··· Source material ···
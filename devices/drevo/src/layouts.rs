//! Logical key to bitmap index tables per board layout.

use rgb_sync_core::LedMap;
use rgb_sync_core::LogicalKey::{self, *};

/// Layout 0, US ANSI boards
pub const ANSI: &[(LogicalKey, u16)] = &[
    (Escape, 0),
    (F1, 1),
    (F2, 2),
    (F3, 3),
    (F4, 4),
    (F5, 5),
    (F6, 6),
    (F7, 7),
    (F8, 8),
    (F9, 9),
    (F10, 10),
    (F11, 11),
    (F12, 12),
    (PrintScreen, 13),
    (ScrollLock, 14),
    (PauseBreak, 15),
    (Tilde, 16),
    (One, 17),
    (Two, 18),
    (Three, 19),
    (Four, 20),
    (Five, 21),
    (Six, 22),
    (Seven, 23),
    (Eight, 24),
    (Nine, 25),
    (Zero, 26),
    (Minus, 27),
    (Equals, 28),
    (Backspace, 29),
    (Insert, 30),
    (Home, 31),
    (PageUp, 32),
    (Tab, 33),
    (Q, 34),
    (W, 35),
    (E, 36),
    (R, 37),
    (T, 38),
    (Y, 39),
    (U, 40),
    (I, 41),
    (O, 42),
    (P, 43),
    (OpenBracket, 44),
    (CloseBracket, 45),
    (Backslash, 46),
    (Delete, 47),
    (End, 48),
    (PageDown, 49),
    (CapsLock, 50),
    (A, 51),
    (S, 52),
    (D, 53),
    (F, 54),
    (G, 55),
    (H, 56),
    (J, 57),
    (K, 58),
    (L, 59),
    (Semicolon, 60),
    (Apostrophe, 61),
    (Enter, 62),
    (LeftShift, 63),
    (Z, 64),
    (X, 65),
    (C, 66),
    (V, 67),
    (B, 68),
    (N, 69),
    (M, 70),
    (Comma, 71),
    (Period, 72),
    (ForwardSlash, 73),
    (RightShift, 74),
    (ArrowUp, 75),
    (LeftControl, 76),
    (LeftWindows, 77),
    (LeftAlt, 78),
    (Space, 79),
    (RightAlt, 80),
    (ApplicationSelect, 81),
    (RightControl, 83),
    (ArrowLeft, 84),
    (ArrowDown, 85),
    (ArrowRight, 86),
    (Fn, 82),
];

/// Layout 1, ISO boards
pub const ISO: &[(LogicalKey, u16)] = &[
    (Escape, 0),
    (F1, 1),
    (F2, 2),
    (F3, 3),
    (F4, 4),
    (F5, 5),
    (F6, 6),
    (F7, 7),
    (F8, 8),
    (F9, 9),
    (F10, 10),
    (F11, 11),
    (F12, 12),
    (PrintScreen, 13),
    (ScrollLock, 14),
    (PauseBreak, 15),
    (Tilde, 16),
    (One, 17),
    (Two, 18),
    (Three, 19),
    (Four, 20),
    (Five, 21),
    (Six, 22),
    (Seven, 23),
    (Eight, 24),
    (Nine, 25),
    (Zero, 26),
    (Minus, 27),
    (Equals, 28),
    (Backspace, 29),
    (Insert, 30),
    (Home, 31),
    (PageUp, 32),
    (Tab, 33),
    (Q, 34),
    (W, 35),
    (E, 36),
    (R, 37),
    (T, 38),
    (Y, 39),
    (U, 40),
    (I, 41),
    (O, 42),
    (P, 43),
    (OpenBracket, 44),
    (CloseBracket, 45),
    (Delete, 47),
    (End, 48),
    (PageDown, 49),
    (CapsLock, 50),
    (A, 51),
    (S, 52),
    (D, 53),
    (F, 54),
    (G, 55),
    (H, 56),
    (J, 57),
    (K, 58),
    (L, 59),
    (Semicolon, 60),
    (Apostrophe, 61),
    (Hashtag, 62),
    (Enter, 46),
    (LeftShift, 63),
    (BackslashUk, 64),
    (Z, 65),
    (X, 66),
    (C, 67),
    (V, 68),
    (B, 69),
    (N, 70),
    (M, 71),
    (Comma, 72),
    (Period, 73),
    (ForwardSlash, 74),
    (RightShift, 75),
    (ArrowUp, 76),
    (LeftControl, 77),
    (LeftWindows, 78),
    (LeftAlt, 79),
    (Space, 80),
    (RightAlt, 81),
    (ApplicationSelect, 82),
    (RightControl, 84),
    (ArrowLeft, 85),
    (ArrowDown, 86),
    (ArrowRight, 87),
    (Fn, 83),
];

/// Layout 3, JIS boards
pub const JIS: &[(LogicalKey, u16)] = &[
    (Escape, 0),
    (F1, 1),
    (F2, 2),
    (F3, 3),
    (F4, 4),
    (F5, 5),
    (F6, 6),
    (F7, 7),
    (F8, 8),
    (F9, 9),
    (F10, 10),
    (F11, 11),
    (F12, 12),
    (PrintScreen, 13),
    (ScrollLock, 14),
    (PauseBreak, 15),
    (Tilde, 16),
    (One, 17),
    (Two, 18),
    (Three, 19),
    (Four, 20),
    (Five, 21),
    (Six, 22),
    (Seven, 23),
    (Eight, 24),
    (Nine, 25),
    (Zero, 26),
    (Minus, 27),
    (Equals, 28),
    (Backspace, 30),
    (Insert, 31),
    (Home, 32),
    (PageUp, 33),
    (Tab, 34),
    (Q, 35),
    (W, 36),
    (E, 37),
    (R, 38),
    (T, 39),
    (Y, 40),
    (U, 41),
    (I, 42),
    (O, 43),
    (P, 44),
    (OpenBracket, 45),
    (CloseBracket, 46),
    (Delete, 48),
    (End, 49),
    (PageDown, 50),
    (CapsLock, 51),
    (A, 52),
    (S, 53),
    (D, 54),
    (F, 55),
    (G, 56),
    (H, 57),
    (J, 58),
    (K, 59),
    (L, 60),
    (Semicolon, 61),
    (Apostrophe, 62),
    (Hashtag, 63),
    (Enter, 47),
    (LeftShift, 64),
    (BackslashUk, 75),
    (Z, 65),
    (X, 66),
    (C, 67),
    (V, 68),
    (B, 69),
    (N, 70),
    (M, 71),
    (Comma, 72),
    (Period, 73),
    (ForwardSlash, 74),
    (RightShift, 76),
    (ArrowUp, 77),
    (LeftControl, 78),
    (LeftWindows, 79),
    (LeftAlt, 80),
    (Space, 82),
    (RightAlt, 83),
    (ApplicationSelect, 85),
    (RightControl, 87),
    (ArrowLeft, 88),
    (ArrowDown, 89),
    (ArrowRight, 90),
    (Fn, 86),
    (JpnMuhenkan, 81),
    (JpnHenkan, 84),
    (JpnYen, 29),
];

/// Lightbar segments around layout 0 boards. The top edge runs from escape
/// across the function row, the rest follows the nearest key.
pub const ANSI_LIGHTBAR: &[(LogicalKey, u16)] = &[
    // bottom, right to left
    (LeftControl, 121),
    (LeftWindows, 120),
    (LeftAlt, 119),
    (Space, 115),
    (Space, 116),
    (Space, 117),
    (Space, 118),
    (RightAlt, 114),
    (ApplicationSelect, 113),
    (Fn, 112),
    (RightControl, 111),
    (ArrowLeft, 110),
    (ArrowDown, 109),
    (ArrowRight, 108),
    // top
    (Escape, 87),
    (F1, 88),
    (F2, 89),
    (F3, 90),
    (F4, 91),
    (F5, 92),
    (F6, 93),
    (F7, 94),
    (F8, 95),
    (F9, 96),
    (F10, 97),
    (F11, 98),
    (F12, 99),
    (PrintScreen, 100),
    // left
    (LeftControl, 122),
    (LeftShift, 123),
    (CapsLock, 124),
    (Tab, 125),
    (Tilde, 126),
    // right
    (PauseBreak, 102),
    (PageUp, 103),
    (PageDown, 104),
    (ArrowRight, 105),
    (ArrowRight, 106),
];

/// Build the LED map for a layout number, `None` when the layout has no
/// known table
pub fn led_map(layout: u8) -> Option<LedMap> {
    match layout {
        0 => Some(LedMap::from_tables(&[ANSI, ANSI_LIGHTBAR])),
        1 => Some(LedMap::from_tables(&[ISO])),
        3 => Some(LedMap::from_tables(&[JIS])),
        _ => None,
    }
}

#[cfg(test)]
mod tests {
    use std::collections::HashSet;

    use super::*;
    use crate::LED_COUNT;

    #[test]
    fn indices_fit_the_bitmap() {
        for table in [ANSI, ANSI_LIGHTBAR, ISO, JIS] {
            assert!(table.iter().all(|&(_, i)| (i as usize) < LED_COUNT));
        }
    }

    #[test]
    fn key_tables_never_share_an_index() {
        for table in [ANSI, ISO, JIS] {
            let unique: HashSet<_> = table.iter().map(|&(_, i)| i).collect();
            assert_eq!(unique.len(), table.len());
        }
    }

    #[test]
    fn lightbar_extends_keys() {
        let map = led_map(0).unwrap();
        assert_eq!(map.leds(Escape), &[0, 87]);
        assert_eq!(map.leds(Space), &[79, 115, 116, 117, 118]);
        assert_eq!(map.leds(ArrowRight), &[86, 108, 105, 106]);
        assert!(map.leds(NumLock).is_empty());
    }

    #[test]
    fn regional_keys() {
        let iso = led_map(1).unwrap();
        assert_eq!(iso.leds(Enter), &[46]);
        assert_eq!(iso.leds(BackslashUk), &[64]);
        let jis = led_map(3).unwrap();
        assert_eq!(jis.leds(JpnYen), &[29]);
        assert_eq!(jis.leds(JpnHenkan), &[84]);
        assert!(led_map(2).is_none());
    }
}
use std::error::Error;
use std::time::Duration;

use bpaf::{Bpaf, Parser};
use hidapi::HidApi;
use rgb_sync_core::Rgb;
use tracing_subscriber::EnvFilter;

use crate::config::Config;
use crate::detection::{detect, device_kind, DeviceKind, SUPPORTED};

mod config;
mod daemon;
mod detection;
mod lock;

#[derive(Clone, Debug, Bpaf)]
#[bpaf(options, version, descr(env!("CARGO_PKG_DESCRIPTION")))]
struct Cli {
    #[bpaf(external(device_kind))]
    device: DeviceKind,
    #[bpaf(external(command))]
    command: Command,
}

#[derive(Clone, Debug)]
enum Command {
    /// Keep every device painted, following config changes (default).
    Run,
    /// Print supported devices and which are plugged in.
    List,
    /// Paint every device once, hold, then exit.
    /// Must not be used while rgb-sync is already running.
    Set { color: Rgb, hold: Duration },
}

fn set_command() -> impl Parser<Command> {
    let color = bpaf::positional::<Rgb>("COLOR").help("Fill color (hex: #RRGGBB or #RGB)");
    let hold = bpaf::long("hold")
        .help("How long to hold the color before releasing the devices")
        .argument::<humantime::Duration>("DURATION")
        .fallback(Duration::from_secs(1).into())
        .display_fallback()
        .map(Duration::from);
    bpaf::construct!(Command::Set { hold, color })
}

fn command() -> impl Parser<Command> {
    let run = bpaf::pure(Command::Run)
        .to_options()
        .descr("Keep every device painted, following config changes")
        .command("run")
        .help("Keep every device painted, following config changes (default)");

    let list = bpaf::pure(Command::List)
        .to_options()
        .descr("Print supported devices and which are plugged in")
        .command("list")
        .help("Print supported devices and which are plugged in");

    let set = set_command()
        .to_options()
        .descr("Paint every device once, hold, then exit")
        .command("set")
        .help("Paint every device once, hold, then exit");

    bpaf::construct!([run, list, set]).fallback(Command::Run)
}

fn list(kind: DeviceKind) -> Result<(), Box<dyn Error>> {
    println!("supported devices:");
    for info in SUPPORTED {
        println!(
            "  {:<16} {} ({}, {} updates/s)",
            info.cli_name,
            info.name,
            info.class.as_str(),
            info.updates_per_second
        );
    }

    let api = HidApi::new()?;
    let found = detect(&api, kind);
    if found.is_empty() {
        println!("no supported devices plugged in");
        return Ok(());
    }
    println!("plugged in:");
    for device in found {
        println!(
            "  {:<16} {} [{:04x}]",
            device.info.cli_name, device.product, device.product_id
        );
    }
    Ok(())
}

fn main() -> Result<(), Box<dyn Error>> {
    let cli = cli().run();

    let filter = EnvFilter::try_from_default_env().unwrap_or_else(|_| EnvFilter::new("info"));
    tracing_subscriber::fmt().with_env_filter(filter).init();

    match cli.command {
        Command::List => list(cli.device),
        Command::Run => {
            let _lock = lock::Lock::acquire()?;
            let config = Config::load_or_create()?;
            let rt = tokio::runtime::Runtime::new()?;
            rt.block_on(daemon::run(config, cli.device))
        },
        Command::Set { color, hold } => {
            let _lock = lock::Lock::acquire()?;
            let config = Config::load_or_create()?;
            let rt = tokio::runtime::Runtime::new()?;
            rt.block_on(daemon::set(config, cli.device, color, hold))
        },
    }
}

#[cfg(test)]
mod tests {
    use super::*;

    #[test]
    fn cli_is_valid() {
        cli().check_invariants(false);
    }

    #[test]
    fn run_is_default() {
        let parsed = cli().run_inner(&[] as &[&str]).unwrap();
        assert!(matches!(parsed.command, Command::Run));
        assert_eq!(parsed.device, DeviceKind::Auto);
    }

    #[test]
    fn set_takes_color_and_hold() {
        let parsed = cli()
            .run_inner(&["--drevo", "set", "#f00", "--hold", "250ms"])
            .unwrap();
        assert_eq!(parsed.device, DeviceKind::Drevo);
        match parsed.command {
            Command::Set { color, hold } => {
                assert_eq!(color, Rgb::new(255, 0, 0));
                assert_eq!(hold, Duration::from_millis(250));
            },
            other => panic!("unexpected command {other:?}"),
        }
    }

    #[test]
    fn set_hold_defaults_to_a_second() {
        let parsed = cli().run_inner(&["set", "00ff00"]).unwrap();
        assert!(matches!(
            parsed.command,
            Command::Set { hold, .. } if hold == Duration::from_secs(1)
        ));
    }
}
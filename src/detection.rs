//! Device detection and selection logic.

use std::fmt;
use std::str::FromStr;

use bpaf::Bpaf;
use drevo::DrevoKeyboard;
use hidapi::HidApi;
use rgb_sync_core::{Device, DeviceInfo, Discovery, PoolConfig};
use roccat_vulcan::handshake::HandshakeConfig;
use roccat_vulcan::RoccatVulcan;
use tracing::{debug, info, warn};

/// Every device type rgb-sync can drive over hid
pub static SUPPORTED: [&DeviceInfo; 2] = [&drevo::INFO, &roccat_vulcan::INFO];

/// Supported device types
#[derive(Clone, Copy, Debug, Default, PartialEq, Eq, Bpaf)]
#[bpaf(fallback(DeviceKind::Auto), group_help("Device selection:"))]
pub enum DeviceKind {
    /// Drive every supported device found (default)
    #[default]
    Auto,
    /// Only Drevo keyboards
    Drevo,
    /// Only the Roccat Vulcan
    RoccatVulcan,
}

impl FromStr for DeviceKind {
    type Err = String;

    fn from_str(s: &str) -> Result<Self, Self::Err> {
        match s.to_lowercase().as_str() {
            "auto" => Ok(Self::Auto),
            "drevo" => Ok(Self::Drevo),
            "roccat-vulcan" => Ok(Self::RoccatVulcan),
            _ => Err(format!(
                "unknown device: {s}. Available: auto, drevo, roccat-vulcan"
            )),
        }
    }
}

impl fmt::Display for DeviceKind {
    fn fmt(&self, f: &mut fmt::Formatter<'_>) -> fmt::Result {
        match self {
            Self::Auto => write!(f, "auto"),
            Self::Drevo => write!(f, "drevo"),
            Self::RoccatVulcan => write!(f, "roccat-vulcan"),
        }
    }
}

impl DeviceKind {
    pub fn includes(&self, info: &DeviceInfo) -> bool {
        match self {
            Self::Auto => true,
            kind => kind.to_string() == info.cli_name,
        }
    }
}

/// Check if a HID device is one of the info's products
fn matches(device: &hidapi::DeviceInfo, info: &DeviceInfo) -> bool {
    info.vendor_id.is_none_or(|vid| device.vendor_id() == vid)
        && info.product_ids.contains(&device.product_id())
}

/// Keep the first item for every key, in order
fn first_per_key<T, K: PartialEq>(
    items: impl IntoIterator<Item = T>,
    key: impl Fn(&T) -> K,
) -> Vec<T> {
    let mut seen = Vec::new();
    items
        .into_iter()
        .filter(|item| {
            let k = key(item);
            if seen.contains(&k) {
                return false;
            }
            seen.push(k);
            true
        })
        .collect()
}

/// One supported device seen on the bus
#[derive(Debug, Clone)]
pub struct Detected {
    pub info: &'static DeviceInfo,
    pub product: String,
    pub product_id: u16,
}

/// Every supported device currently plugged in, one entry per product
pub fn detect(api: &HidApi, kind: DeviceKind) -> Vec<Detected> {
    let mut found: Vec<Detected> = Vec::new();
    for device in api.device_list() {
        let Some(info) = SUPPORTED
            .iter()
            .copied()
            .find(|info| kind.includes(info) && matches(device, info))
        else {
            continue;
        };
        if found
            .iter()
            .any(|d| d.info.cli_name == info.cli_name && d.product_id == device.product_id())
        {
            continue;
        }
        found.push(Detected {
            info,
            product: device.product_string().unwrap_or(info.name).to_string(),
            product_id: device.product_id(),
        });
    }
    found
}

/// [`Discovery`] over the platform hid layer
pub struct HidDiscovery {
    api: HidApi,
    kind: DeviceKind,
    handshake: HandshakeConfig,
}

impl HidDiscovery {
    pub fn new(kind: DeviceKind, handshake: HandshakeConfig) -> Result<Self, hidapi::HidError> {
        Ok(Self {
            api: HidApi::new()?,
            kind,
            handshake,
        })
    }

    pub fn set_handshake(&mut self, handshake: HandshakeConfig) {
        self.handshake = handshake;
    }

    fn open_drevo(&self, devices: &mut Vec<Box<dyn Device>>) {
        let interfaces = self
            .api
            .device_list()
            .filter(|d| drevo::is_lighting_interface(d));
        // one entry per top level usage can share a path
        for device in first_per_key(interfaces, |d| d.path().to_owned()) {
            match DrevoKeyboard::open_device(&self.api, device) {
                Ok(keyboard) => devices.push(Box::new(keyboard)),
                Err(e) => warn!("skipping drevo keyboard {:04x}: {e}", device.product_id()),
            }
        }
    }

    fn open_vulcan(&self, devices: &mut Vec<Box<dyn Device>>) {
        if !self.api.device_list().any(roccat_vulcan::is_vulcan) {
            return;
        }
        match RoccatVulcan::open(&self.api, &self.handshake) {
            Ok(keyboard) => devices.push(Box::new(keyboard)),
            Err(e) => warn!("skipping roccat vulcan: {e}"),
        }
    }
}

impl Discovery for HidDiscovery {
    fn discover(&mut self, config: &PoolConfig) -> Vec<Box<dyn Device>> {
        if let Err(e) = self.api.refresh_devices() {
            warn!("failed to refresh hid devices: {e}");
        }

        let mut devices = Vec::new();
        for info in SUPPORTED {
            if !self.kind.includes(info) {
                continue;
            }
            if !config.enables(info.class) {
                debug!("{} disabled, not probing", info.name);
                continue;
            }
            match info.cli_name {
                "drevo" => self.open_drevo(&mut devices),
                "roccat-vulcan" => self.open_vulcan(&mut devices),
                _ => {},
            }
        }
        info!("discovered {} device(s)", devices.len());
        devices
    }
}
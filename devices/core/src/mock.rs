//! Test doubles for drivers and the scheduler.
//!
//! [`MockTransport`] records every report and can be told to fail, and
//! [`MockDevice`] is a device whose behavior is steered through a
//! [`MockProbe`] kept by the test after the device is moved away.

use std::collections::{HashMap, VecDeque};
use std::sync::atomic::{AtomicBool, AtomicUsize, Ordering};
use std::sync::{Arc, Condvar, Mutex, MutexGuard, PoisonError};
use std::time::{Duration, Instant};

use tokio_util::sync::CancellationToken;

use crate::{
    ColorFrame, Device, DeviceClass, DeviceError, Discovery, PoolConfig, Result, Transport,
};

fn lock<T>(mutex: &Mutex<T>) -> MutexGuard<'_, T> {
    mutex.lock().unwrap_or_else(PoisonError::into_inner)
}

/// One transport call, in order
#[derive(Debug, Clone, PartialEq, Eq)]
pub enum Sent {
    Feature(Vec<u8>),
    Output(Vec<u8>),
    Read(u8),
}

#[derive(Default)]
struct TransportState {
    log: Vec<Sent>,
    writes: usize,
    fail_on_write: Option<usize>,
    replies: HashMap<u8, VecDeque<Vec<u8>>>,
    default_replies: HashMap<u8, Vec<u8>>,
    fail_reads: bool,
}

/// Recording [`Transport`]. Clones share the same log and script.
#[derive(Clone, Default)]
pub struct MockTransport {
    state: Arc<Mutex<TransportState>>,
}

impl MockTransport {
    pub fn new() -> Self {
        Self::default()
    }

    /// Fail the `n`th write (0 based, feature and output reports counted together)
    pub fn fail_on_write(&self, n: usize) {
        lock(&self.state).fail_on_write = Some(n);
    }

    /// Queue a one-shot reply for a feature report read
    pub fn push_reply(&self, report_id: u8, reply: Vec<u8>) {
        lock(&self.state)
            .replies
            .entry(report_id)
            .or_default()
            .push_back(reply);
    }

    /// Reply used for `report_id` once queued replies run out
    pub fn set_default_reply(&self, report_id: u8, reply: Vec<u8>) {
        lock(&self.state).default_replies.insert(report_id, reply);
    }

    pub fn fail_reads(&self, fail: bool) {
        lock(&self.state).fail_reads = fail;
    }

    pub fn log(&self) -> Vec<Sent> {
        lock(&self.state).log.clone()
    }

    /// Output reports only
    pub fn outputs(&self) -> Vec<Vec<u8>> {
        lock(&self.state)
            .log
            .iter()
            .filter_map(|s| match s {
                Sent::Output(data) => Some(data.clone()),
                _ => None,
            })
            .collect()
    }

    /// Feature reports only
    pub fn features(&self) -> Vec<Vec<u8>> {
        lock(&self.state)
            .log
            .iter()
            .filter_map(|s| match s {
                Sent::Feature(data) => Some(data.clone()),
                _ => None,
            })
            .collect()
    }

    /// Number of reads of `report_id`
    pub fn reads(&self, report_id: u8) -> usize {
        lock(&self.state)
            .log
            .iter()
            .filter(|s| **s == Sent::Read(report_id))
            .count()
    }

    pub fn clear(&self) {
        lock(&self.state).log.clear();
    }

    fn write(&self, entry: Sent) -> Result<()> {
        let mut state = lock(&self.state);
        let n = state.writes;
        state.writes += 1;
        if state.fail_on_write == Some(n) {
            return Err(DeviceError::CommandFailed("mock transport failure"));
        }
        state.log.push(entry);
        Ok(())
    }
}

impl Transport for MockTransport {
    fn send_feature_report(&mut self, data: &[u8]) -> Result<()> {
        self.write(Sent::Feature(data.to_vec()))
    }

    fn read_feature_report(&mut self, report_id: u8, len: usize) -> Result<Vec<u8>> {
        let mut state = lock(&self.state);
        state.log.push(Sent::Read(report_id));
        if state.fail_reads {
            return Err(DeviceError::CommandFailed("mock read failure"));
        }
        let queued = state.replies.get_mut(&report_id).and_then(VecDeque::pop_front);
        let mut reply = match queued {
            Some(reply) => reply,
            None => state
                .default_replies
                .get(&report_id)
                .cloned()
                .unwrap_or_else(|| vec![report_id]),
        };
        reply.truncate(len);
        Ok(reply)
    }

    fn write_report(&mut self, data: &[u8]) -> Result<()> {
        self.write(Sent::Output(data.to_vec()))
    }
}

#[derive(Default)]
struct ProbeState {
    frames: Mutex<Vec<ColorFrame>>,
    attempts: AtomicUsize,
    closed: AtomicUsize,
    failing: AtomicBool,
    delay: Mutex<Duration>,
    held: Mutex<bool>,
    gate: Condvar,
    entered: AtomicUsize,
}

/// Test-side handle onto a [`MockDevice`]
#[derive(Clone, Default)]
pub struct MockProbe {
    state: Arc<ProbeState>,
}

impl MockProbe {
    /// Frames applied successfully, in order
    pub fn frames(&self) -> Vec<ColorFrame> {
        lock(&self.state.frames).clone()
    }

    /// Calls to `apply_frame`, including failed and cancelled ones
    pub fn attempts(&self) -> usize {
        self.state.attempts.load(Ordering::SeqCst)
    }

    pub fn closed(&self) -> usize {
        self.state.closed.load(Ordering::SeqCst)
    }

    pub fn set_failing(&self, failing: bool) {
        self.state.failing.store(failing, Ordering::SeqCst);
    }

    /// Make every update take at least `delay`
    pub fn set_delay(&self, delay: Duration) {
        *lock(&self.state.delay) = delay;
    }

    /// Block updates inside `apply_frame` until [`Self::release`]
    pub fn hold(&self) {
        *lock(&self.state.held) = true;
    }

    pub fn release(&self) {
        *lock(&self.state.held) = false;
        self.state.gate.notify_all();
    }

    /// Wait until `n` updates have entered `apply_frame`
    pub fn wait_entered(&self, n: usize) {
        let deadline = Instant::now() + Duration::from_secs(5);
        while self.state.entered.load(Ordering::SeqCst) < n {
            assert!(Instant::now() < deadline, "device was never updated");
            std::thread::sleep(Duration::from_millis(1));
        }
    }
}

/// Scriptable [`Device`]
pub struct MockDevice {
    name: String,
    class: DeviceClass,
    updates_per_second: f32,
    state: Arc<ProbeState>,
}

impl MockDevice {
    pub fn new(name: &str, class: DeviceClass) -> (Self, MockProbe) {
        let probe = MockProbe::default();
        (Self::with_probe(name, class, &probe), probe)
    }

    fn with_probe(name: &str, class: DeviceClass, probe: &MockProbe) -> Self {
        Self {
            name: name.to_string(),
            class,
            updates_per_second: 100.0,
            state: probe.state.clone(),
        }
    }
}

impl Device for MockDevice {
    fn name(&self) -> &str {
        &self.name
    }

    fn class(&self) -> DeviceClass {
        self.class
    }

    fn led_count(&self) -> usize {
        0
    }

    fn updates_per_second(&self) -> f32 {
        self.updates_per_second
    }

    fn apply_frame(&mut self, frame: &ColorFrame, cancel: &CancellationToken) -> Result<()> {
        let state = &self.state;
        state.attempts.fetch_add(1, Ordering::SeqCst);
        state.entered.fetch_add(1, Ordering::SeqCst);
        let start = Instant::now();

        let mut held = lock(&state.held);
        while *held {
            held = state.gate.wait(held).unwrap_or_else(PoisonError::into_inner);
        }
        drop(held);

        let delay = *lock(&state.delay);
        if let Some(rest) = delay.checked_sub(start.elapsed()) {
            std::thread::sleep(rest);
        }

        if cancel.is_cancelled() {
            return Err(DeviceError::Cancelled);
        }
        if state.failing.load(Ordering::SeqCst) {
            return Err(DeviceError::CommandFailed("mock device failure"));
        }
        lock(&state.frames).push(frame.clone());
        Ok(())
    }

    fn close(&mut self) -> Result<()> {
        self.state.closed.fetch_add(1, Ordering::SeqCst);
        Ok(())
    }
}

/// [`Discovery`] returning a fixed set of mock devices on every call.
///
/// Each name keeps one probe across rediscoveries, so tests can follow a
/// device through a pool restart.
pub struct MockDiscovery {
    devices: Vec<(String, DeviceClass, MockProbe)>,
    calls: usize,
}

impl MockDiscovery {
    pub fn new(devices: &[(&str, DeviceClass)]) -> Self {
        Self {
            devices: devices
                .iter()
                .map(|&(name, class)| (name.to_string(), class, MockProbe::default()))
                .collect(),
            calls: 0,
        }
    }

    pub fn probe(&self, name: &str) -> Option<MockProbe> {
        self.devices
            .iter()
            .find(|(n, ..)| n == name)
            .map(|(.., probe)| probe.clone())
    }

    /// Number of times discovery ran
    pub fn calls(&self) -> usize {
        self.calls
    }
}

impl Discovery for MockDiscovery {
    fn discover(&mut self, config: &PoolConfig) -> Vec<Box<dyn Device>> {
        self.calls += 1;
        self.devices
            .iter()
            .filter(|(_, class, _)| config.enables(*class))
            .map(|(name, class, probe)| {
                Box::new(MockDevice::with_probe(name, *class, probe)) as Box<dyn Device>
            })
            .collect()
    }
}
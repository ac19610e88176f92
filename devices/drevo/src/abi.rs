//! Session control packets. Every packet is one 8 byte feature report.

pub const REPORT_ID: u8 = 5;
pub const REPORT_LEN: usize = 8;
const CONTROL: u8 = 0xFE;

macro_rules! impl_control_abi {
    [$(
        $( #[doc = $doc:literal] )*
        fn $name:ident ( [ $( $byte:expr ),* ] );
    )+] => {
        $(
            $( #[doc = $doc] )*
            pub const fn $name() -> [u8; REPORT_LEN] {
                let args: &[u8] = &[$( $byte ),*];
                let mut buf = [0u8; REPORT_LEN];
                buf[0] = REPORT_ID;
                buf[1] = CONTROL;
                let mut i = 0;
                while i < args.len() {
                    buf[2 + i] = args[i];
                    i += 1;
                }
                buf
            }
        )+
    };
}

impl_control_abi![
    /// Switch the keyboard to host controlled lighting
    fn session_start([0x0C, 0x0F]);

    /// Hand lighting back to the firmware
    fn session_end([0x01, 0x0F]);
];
···
- [The problem] Reproduce every line from the entries that holds the word "painted".

- [Finished exercise]
    /// Keep every device painted, following config changes (default).
        .descr("Keep every device painted, following config changes")
        .help("Keep every device painted, following config changes (default)");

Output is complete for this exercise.